→ What is being asked: Go through the entries below from the first line and transcribe each one exactly, ending with the line that contains "impl From<DeviceData> for".

Items from a data source
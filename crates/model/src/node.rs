//! Canvas nodes and edges
//!
//! A node is a device or a group placed on the canvas; an edge is a
//! connection between two nodes. Both carry a prefixed `ElementId` and a
//! `synced` flag recording whether that id is remote-rooted yet.

use crate::device::{DeviceData, GroupData};
use crate::ids::ElementId;
use netmap_core::{NetmapResult, NodeKind, Position, Size, Validatable};
use serde::{Deserialize, Serialize};

// ============================================================================
// NodeData
// ============================================================================

/// Entity data carried by a node
#[derive(Debug, Clone, PartialEq, Eq, Hash, Serialize, Deserialize)]
#[serde(tag = "kind", content = "data", rename_all = "lowercase")]
pub enum NodeData {
    Device(DeviceData),
    Group(GroupData),
}

impl NodeData {
    pub fn kind(&self) -> NodeKind {
        match self {
            NodeData::Device(_) => NodeKind::Device,
            NodeData::Group(_) => NodeKind::Group,
        }
    }

    pub fn name(&self) -> &str {
        match self {
            NodeData::Device(d) => &d.name,
            NodeData::Group(g) => &g.name,
        }
    }

    pub fn as_device(&self) -> Option<&DeviceData> {
        match self {
            NodeData::Device(d) => Some(d),
            NodeData::Group(_) => None,
        }
    }

    pub fn as_group(&self) -> Option<&GroupData> {
        match self {
            NodeData::Group(g) => Some(g),
            NodeData::Device(_) => None,
        }
    }
}

impl Validatable for NodeData {
    fn validate(&self) -> NetmapResult<()> {
        match self {
            NodeData::Device(d) => d.validate(),
            NodeData::Group(g) => g.validate(),
        }
    }
}

impl From<DeviceData> for NodeData {
    fn from(data: DeviceData) -> Self {
        NodeData::Device(data)
    }
}

impl From<GroupData> for NodeData {
    fn from(data: GroupData) -> Self {
        NodeData::Group(data)
    }
}

// ============================================================================
// CanvasNode
// ============================================================================

/// A node placed on the canvas
#[derive(Debug, Clone, PartialEq, Serialize, Deserialize)]
pub struct CanvasNode {
    pub id: ElementId,

    /// Screen position (never persisted)
    pub position: Position,

    /// Bounding box, only set for groups
    #[serde(default, skip_serializing_if = "Option::is_none")]
    pub size: Option<Size>,

    #[serde(flatten)]
    pub data: NodeData,

    /// Whether `id` is rooted in a store-assigned row id
    #[serde(default)]
    pub synced: bool,
}

impl CanvasNode {
    /// Create a device node
    pub fn device(id: ElementId, position: Position, data: DeviceData) -> Self {
        Self {
            id,
            position,
            size: None,
            data: NodeData::Device(data),
            synced: false,
        }
    }

    /// Create a group node with the default bounding box
    pub fn group(id: ElementId, position: Position, data: GroupData) -> Self {
        Self {
            id,
            position,
            size: Some(Size::default_group()),
            data: NodeData::Group(data),
            synced: false,
        }
    }

    /// Mark the node as carrying a remote-rooted id
    pub fn synced(mut self) -> Self {
        self.synced = true;
        self
    }

    pub fn kind(&self) -> NodeKind {
        self.data.kind()
    }

    pub fn name(&self) -> &str {
        self.data.name()
    }
}

// ============================================================================
// CanvasEdge
// ============================================================================

/// A connection drawn between two nodes
#[derive(Debug, Clone, PartialEq, Eq, Hash, Serialize, Deserialize)]
pub struct CanvasEdge {
    pub id: ElementId,
    pub source: ElementId,
    pub target: ElementId,
    #[serde(default)]
    pub synced: bool,
}

impl CanvasEdge {
    pub fn new(id: ElementId, source: ElementId, target: ElementId) -> Self {
        Self {
            id,
            source,
            target,
            synced: false,
        }
    }

    /// Mark the edge as carrying a remote-rooted id
    pub fn synced(mut self) -> Self {
        self.synced = true;
        self
    }

    /// Check if a given node is either end of this edge
    pub fn touches(&self, node_id: &ElementId) -> bool {
        &self.source == node_id || &self.target == node_id
    }
}

// ============================================================================
// Tests
// ============================================================================
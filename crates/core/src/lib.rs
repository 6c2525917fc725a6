//! # netmap core
//!
//! Core types, traits, and error handling shared by every netmap crate.
//!
//! - **Types**: canvas geometry (`Position`, `Size`), node kinds and device types
//! - **Traits**: `Validatable` for form data checked before any remote call
//! - **Notices**: the user-visible message log (`NoticeLog`)
//! - **Errors**: unified error handling with `NetmapError` and `NetmapResult`
//!

pub mod error;
pub mod notice;
pub mod traits;
pub mod types;

// Re-export commonly used items at crate root
pub use error::{NetmapError, NetmapResult};
pub use notice::{Notice, NoticeLevel, NoticeLog};
pub use traits::Validatable;
pub use types::{DeviceType, NodeKind, Position, Size};

/// Crate version
pub const VERSION: &str = env!("CARGO_PKG_VERSION");

/// Crate name
pub const NAME: &str = env!("CARGO_PKG_NAME");
//! # netmap model
//!
//! Entity types for the network topology editor.
//!
//! ## Core Concepts
//!
//! - **Device**: a piece of hardware on the home network (router, NAS, ...)
//! - **Group**: a labelled, colored region devices are visually gathered in
//! - **Node / Edge**: a device or group placed on the canvas, and a
//!   connection drawn between two nodes
//! - **Row**: the remote table shape of each entity
//! - **ElementId**: `device-`/`group-`/`edge-` prefixed identifiers that
//!   correlate canvas elements with remote rows
//!

// Module declarations
pub mod device;
pub mod ids;
pub mod node;
pub mod rows;

// Re-export commonly used types at crate root
pub use device::{BorderStyle, DEFAULT_GROUP_COLOR, DeviceData, GroupData};
pub use ids::{ElementId, IdPrefix, TransientIds, strip_prefix};
pub use node::{CanvasEdge, CanvasNode, NodeData};
pub use rows::{
    CONNECTIONS_TABLE, ConnectionFields, ConnectionRow, DEVICES_TABLE, DeviceFields, DeviceRow,
    GROUPS_TABLE, GroupFields, GroupRow, MAPPINGS_TABLE, MappingFields, MappingRow,
};

// Re-export core types that are commonly used with the model
pub use netmap_core::{DeviceType, NetmapError, NetmapResult, NodeKind, Position, Size};

/// Crate version
pub const VERSION: &str = env!("CARGO_PKG_VERSION");
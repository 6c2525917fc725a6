//! Device and device-group form data
//!
//! These are the UI-facing entity shapes: what a node carries in its `data`
//! field and what the add/edit forms submit.

use netmap_core::{DeviceType, NetmapError, NetmapResult, Validatable};
use serde::{Deserialize, Serialize};

/// Default color token for new groups
pub const DEFAULT_GROUP_COLOR: &str = "blue-400";

// ============================================================================
// DeviceData
// ============================================================================

/// Attributes of a device node
#[derive(Debug, Clone, PartialEq, Eq, Hash, Serialize, Deserialize)]
#[serde(rename_all = "camelCase")]
pub struct DeviceData {
    /// Display name (e.g., "Main Router")
    pub name: String,

    /// Free-text address, not checked to be a real IP
    pub ip_address: String,

    /// Optional free-text notes
    #[serde(default)]
    pub notes: String,

    #[serde(rename = "type", default)]
    pub device_type: DeviceType,
}

impl DeviceData {
    /// Create device data with empty notes
    pub fn new(name: impl Into<String>, ip_address: impl Into<String>, device_type: DeviceType) -> Self {
        Self {
            name: name.into(),
            ip_address: ip_address.into(),
            notes: String::new(),
            device_type,
        }
    }

    /// Set the notes
    pub fn with_notes(mut self, notes: impl Into<String>) -> Self {
        self.notes = notes.into();
        self
    }
}

impl Validatable for DeviceData {
    fn validate(&self) -> NetmapResult<()> {
        if self.name.trim().is_empty() {
            return Err(NetmapError::validation("Please enter a device name"));
        }
        if self.ip_address.trim().is_empty() {
            return Err(NetmapError::validation("Please enter an IP address"));
        }
        Ok(())
    }
}

// ============================================================================
// GroupData
// ============================================================================

/// Attributes of a device-group node
#[derive(Debug, Clone, PartialEq, Eq, Hash, Serialize, Deserialize)]
pub struct GroupData {
    pub name: String,

    /// CSS color (`#4361ee`, `rgb(…)`) or a named border token (`blue-400`)
    #[serde(default = "default_color")]
    pub color: String,
}

fn default_color() -> String {
    DEFAULT_GROUP_COLOR.to_string()
}

/// How a group's border should be drawn
#[derive(Debug, Clone, PartialEq, Eq)]
pub enum BorderStyle {
    /// A literal CSS color
    Css(String),
    /// A named style class (`border-<token>`)
    Class(String),
}

impl GroupData {
    /// Create group data with the default color
    pub fn new(name: impl Into<String>) -> Self {
        Self {
            name: name.into(),
            color: default_color(),
        }
    }

    /// Set the color
    pub fn with_color(mut self, color: impl Into<String>) -> Self {
        self.color = color.into();
        self
    }

    /// Resolve the color into a border style
    pub fn border_style(&self) -> BorderStyle {
        let color = self.color.trim();
        if color.is_empty() {
            return BorderStyle::Class("border-gray-300".to_string());
        }
        let is_css = color.starts_with('#')
            || color.starts_with("rgb")
            || color.starts_with("hsl")
            || color.chars().all(|c| c.is_ascii_alphabetic());
        if is_css {
            BorderStyle::Css(color.to_string())
        } else {
            BorderStyle::Class(format!("border-{}", color))
        }
    }
}

impl Validatable for GroupData {
    fn validate(&self) -> NetmapResult<()> {
        if self.name.trim().is_empty() {
            return Err(NetmapError::validation("Please enter a group name"));
        }
        Ok(())
    }
}

// ============================================================================
// Tests
// ============================================================================
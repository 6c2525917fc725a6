//! User-visible notices
//!
//! Every remote failure, validation failure and completed action is
//! surfaced as a short transient notice. `NoticeLog` is a cheap cloneable
//! handle: the gateway, the sync layer and the presentation surface all hold
//! a clone of the same log. Each notice is mirrored to `tracing`.

use chrono::{DateTime, Utc};
use serde::{Deserialize, Serialize};
use std::collections::VecDeque;
use std::sync::{Arc, Mutex};

/// Maximum notices retained before the oldest are dropped
pub const DEFAULT_NOTICE_CAPACITY: usize = 64;

/// Notice severity level
#[derive(Debug, Clone, Copy, PartialEq, Eq, Serialize, Deserialize)]
#[serde(rename_all = "lowercase")]
pub enum NoticeLevel {
    Info,
    Success,
    Warning,
    Error,
}

/// A single user-visible message
#[derive(Debug, Clone, PartialEq, Serialize, Deserialize)]
pub struct Notice {
    pub level: NoticeLevel,
    pub text: String,
    pub raised_at: DateTime<Utc>,
}

impl Notice {
    /// Create a notice stamped with the current time
    pub fn new(level: NoticeLevel, text: impl Into<String>) -> Self {
        Self {
            level,
            text: text.into(),
            raised_at: Utc::now(),
        }
    }

    /// Whether this notice reports a failure
    pub fn is_error(&self) -> bool {
        self.level == NoticeLevel::Error
    }
}

/// Shared, bounded log of notices
#[derive(Debug, Clone)]
pub struct NoticeLog {
    inner: Arc<Mutex<VecDeque<Notice>>>,
    capacity: usize,
}

impl Default for NoticeLog {
    fn default() -> Self {
        Self::with_capacity(DEFAULT_NOTICE_CAPACITY)
    }
}

impl NoticeLog {
    /// Create an empty log with the default capacity
    pub fn new() -> Self {
        Self::default()
    }

    /// Create an empty log holding at most `capacity` notices
    pub fn with_capacity(capacity: usize) -> Self {
        Self {
            inner: Arc::new(Mutex::new(VecDeque::with_capacity(capacity))),
            capacity: capacity.max(1),
        }
    }

    /// Record a notice
    pub fn push(&self, notice: Notice) {
        match notice.level {
            NoticeLevel::Error => tracing::error!("{}", notice.text),
            NoticeLevel::Warning => tracing::warn!("{}", notice.text),
            NoticeLevel::Info | NoticeLevel::Success => tracing::info!("{}", notice.text),
        }

        let mut queue = self.lock();
        while queue.len() >= self.capacity {
            queue.pop_front();
        }
        queue.push_back(notice);
    }

    pub fn info(&self, text: impl Into<String>) {
        self.push(Notice::new(NoticeLevel::Info, text));
    }

    pub fn success(&self, text: impl Into<String>) {
        self.push(Notice::new(NoticeLevel::Success, text));
    }

    pub fn warning(&self, text: impl Into<String>) {
        self.push(Notice::new(NoticeLevel::Warning, text));
    }

    pub fn error(&self, text: impl Into<String>) {
        self.push(Notice::new(NoticeLevel::Error, text));
    }

    /// Remove and return every pending notice, oldest first
    pub fn drain(&self) -> Vec<Notice> {
        self.lock().drain(..).collect()
    }

    /// Copy of the pending notices without consuming them
    pub fn snapshot(&self) -> Vec<Notice> {
        self.lock().iter().cloned().collect()
    }

    /// The most recent notice, if any
    pub fn latest(&self) -> Option<Notice> {
        self.lock().back().cloned()
    }

    /// Whether any pending notice is an error
    pub fn has_errors(&self) -> bool {
        self.lock().iter().any(Notice::is_error)
    }

    pub fn len(&self) -> usize {
        self.lock().len()
    }

    pub fn is_empty(&self) -> bool {
        self.lock().is_empty()
    }

    fn lock(&self) -> std::sync::MutexGuard<'_, VecDeque<Notice>> {
        // A poisoned log still holds valid notices.
        self.inner.lock().unwrap_or_else(|poisoned| poisoned.into_inner())
    }
}

// ============================================================================
// Tests
// ============================================================================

→ Result below:
filename crates/model/src/node.rs
//! Canvas nodes and edges
//!
//! A node is a device or a group placed on the canvas; an edge is a
//! connection between two nodes. Both carry a prefixed `ElementId` and a
//! `synced` flag recording whether that id is remote-rooted yet.

use crate::device::{DeviceData, GroupData};
use crate::ids::ElementId;
use netmap_core::{NetmapResult, NodeKind, Position, Size, Validatable};
use serde::{Deserialize, Serialize};

// ============================================================================
// NodeData
// ============================================================================

/// Entity data carried by a node
#[derive(Debug, Clone, PartialEq, Eq, Hash, Serialize, Deserialize)]
#[serde(tag = "kind", content = "data", rename_all = "lowercase")]
pub enum NodeData {
    Device(DeviceData),
    Group(GroupData),
}

impl NodeData {
    pub fn kind(&self) -> NodeKind {
        match self {
            NodeData::Device(_) => NodeKind::Device,
            NodeData::Group(_) => NodeKind::Group,
        }
    }

    pub fn name(&self) -> &str {
        match self {
            NodeData::Device(d) => &d.name,
            NodeData::Group(g) => &g.name,
        }
    }

    pub fn as_device(&self) -> Option<&DeviceData> {
        match self {
            NodeData::Device(d) => Some(d),
            NodeData::Group(_) => None,
        }
    }

    pub fn as_group(&self) -> Option<&GroupData> {
        match self {
            NodeData::Group(g) => Some(g),
            NodeData::Device(_) => None,
        }
    }
}

impl Validatable for NodeData {
    fn validate(&self) -> NetmapResult<()> {
        match self {
            NodeData::Device(d) => d.validate(),
            NodeData::Group(g) => g.validate(),
        }
    }
}

impl From<DeviceData> for NodeData {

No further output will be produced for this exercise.